§ **What the exercise asks**
Every line holding the string "flush" should be copied out of the listing.

--

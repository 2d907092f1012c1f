//! Block-by-block encode and decode drivers.
//!
//! Encode: raw samples → forward DCT → quantize/trim → [`CompressionStream`]
//! → container. Decode runs the mirror path. Both are generic over the
//! reader, the writer and the entropy coder so they can run against files,
//! in-memory buffers or a test coder alike.

use std::ffi::OsString;
use std::fs::File;
use std::io::{BufReader, BufWriter, Read, Write};
use std::path::{Path, PathBuf};

use anyhow::Context;
use num_complex::Complex;
use tracing::{debug, info, trace, warn};

use crate::coder::{EntropyDecoder, EntropyEncoder};
use crate::compress::CompressionStream;
use crate::decompress::DecompressionStream;
use crate::format::{header_error, ContainerHeader, HeaderError, CONTAINER_SUFFIX, HEADER_SIZE};
use crate::progress::{Direction, Progress, Snapshot};
use crate::quant::{dequantize, quantize, read_interleaved, write_interleaved, Saturation};
use crate::sample::{bytes_to_complex, complex_to_bytes, read_full};
use crate::transform::Dct;

// ── Parameters ─────────────────────────────────────────────────────────────

/// Validated encoder configuration. Holds exactly what goes into the header.
#[derive(Debug, Clone, Copy, PartialEq)]
pub struct EncodeParams {
    header: ContainerHeader,
}

impl EncodeParams {
    pub fn new(block_size: u32, quantization_factor: f32, bins_to_keep: u32) -> Result<Self, HeaderError> {
        Ok(Self {
            header: ContainerHeader::new(block_size, quantization_factor, bins_to_keep)?,
        })
    }

    /// Build parameters the way the command line expresses them:
    /// `factor = quantization_percent / 100` and
    /// `bins_to_keep = ceil(block_size · cutoff_percent / 100)`.
    pub fn from_percentages(
        block_size: u32,
        quantization_percent: f32,
        cutoff_percent: f32,
    ) -> Result<Self, HeaderError> {
        let factor = quantization_percent / 100.0;
        // f64 so that e.g. 30% of 10 is exactly 3 rather than 3.0000001
        let bins = (block_size as f64 * cutoff_percent as f64 / 100.0).ceil();
        let bins = if bins.is_finite() && bins > 0.0 {
            bins.min(u32::MAX as f64) as u32
        } else {
            0
        };
        Self::new(block_size, factor, bins)
    }

    pub fn header(&self) -> ContainerHeader {
        self.header
    }

    pub fn block_size(&self) -> u32 {
        self.header.block_size
    }

    pub fn quantization_factor(&self) -> f32 {
        self.header.quantization_factor
    }

    pub fn bins_to_keep(&self) -> u32 {
        self.header.bins_to_keep
    }
}

/// `<input>.rqdct`, next to the input file.
pub fn container_path(input: &Path) -> PathBuf {
    let mut name = OsString::from(input.as_os_str());
    name.push(".");
    name.push(CONTAINER_SUFFIX);
    PathBuf::from(name)
}

// ── Summaries ──────────────────────────────────────────────────────────────

/// What an encode run did.
#[derive(Debug, Clone, Default)]
pub struct EncodeSummary {
    /// Full blocks transformed and written.
    pub blocks: u64,
    /// Raw sample bytes consumed (full blocks only).
    pub bytes_in: u64,
    /// Bytes of an incomplete trailing block that were dropped.
    pub dropped_bytes: u64,
    /// Container bytes written, header included.
    pub bytes_out: u64,
    /// Entropy-coder ratio, compressed over quantized payload.
    pub entropy_ratio: f64,
    /// Quantized components that had to be clamped.
    pub saturated: u64,
    /// Largest factor that would have avoided every clamp seen.
    pub suggested_factor: Option<f32>,
}

impl EncodeSummary {
    /// Container size over raw input size.
    pub fn ratio(&self) -> f64 {
        if self.bytes_in == 0 {
            return 0.0;
        }
        self.bytes_out as f64 / self.bytes_in as f64
    }

    fn record_saturation(&mut self, block: u64, saturated: &[Saturation]) {
        for s in saturated {
            self.saturated += 1;
            trace!(block, bin = s.bin, lane = ?s.lane, magnitude = s.magnitude, "quantized value clamped");
            if self.suggested_factor.map_or(true, |f| s.suggested_factor < f) {
                warn!(
                    block,
                    bin = s.bin,
                    "overflow detected, set quantization to: {:.3} %",
                    s.suggested_factor * 100.0
                );
                self.suggested_factor = Some(s.suggested_factor);
            }
        }
    }
}

/// What a decode run did.
#[derive(Debug, Clone)]
pub struct DecodeSummary {
    pub header: ContainerHeader,
    /// Blocks reconstructed.
    pub blocks: u64,
    /// Container bytes consumed, header included.
    pub bytes_in: u64,
    /// Raw sample bytes written.
    pub bytes_out: u64,
    /// Entropy-coder ratio, compressed over quantized payload.
    pub entropy_ratio: f64,
}

// ── Encode ─────────────────────────────────────────────────────────────────

/// Encode every full block of `input` into a container on `output`.
///
/// `total_hint` is the input size when known; it only feeds the ETA in the
/// progress log.
pub fn encode<R: Read, W: Write, E: EntropyEncoder>(
    mut input: R,
    mut output: W,
    params: &EncodeParams,
    coder: E,
    total_hint: Option<u64>,
) -> anyhow::Result<EncodeSummary> {
    let header = params.header();
    let block_size = header.block_size as usize;
    let factor = header.quantization_factor;

    let dct = Dct::new(block_size).context("building transform")?;
    header.write_to(&mut output).context("writing container header")?;
    info!(
        block_size = header.block_size,
        quantization_factor = factor,
        bins_to_keep = header.bins_to_keep,
        coder = coder.name(),
        "encoding"
    );

    let mut compressor = CompressionStream::new(coder);
    let mut progress = Progress::new(Direction::Encoding, total_hint);

    let mut raw = vec![0u8; header.sample_bytes_per_block()];
    let mut samples = vec![Complex::new(0.0f32, 0.0); block_size];
    let mut coeffs = vec![Complex::new(0.0f32, 0.0); block_size];
    let mut quantized = vec![Complex::new(0i8, 0); header.bins_to_keep as usize];
    let mut payload = Vec::with_capacity(header.payload_bytes_per_block());

    let mut summary = EncodeSummary {
        bytes_out: HEADER_SIZE as u64,
        ..EncodeSummary::default()
    };

    loop {
        let filled = read_full(&mut input, &mut raw).context("reading raw samples")?;
        if filled < raw.len() {
            if filled > 0 {
                debug!(bytes = filled, "dropping incomplete trailing block");
            }
            summary.dropped_bytes = filled as u64;
            break;
        }

        bytes_to_complex(&raw, &mut samples);
        dct.forward(&samples, &mut coeffs);
        let saturated = quantize(&coeffs, factor, &mut quantized);
        if !saturated.is_empty() {
            summary.record_saturation(summary.blocks, &saturated);
        }

        payload.clear();
        write_interleaved(&quantized, &mut payload);
        compressor.add_bytes(&payload).context("compressing block")?;
        summary.bytes_out += compressor
            .write_and_drain(&mut output)
            .context("writing compressed payload")? as u64;

        summary.blocks += 1;
        summary.bytes_in += raw.len() as u64;
        progress.tick(Snapshot {
            processed: summary.bytes_in,
            produced: summary.bytes_out,
            trimming_ratio: header.trimming_ratio(),
            entropy_ratio: compressor.ratio(),
        });
    }

    loop {
        let done = compressor.finish().context("finishing compressed stream")?;
        summary.bytes_out += compressor
            .write_and_drain(&mut output)
            .context("writing compressed payload")? as u64;
        if done {
            break;
        }
    }
    output.flush().context("flushing container")?;

    summary.entropy_ratio = compressor.ratio();
    if summary.saturated > 0 {
        warn!(
            clamped = summary.saturated,
            "quantized values were clamped to ±127; re-encode with quantization {:.3} % or lower",
            summary.suggested_factor.unwrap_or(factor) * 100.0
        );
    }
    info!(
        blocks = summary.blocks,
        bytes_in = summary.bytes_in,
        bytes_out = summary.bytes_out,
        elapsed_ms = progress.elapsed().as_millis() as u64,
        "encode finished"
    );
    Ok(summary)
}

/// Encode the file at `input` into a container at `output`.
pub fn encode_file<E: EntropyEncoder>(
    input: &Path,
    output: &Path,
    params: &EncodeParams,
    coder: E,
) -> anyhow::Result<EncodeSummary> {
    let src = File::open(input).with_context(|| format!("cannot read: {:?}", input))?;
    let total = src.metadata().ok().map(|m| m.len());
    let dst = File::create(output).with_context(|| format!("cannot write: {:?}", output))?;
    encode(BufReader::new(src), BufWriter::new(dst), params, coder, total)
}

// ── Decode ─────────────────────────────────────────────────────────────────

/// Read and validate the container header, surfacing validation failures as
/// a [`HeaderError`] inside the returned `anyhow::Error`.
pub fn read_header<R: Read>(input: &mut R) -> anyhow::Result<ContainerHeader> {
    let header = ContainerHeader::read_from(input).map_err(|e| match header_error(&e) {
        Some(invalid) => anyhow::Error::new(invalid.clone()),
        None => anyhow::Error::new(e).context("reading container header"),
    })?;
    info!(
        block_size = header.block_size,
        quantization_factor = header.quantization_factor,
        bins_to_keep = header.bins_to_keep,
        "read header successfully"
    );
    Ok(header)
}

/// Decode a container from `input` into raw samples on `output`.
pub fn decode<R: Read, W: Write, D: EntropyDecoder>(
    mut input: R,
    output: W,
    coder: D,
    total_hint: Option<u64>,
) -> anyhow::Result<DecodeSummary> {
    let header = read_header(&mut input)?;
    decode_payload(input, output, header, coder, total_hint)
}

/// Decode the payload that follows an already validated `header`.
fn decode_payload<R: Read, W: Write, D: EntropyDecoder>(
    input: R,
    mut output: W,
    header: ContainerHeader,
    coder: D,
    total_hint: Option<u64>,
) -> anyhow::Result<DecodeSummary> {
    let block_size = header.block_size as usize;
    let factor = header.quantization_factor;

    let dct = Dct::new(block_size).context("building transform")?;
    let mut stream = DecompressionStream::new(coder, input);
    let mut progress = Progress::new(Direction::Decoding, total_hint);

    let mut payload = vec![0u8; header.payload_bytes_per_block()];
    let mut quantized = vec![Complex::new(0i8, 0); header.bins_to_keep as usize];
    let mut coeffs = vec![Complex::new(0.0f32, 0.0); block_size];
    let mut samples = vec![Complex::new(0.0f32, 0.0); block_size];
    let mut raw = vec![0u8; header.sample_bytes_per_block()];

    let mut summary = DecodeSummary {
        header,
        blocks: 0,
        bytes_in: HEADER_SIZE as u64,
        bytes_out: 0,
        entropy_ratio: 0.0,
    };

    while stream.consume(&mut payload).context("decompressing payload")? {
        read_interleaved(&payload, &mut quantized);
        dequantize(&quantized, factor, &mut coeffs);
        dct.inverse(&coeffs, &mut samples);
        complex_to_bytes(&samples, &mut raw);
        output.write_all(&raw).context("writing decoded samples")?;

        summary.blocks += 1;
        summary.bytes_out += raw.len() as u64;
        progress.tick(Snapshot {
            processed: HEADER_SIZE as u64 + stream.input_byte_count(),
            produced: summary.bytes_out,
            trimming_ratio: header.trimming_ratio(),
            entropy_ratio: stream.ratio(),
        });
    }
    output.flush().context("flushing decoded samples")?;

    summary.bytes_in = HEADER_SIZE as u64 + stream.input_byte_count();
    summary.entropy_ratio = stream.ratio();
    info!(
        blocks = summary.blocks,
        bytes_in = summary.bytes_in,
        bytes_out = summary.bytes_out,
        elapsed_ms = progress.elapsed().as_millis() as u64,
        "decode finished"
    );
    Ok(summary)
}

/// Decode the container at `input` into a raw sample file at `output`.
///
/// The header is validated before `output` is created, so a rejected
/// container leaves nothing behind.
pub fn decode_file<D: EntropyDecoder>(input: &Path, output: &Path, coder: D) -> anyhow::Result<DecodeSummary> {
    let src = File::open(input).with_context(|| format!("cannot read: {:?}", input))?;
    let total = src.metadata().ok().map(|m| m.len());
    let mut src = BufReader::new(src);
    let header = read_header(&mut src)?;

    let dst = File::create(output).with_context(|| format!("cannot write: {:?}", output))?;
    decode_payload(src, BufWriter::new(dst), header, coder, total)
}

--

§ **Written response**
    output.flush().context("flushing container")?;
    output.flush().context("flushing decoded samples")?;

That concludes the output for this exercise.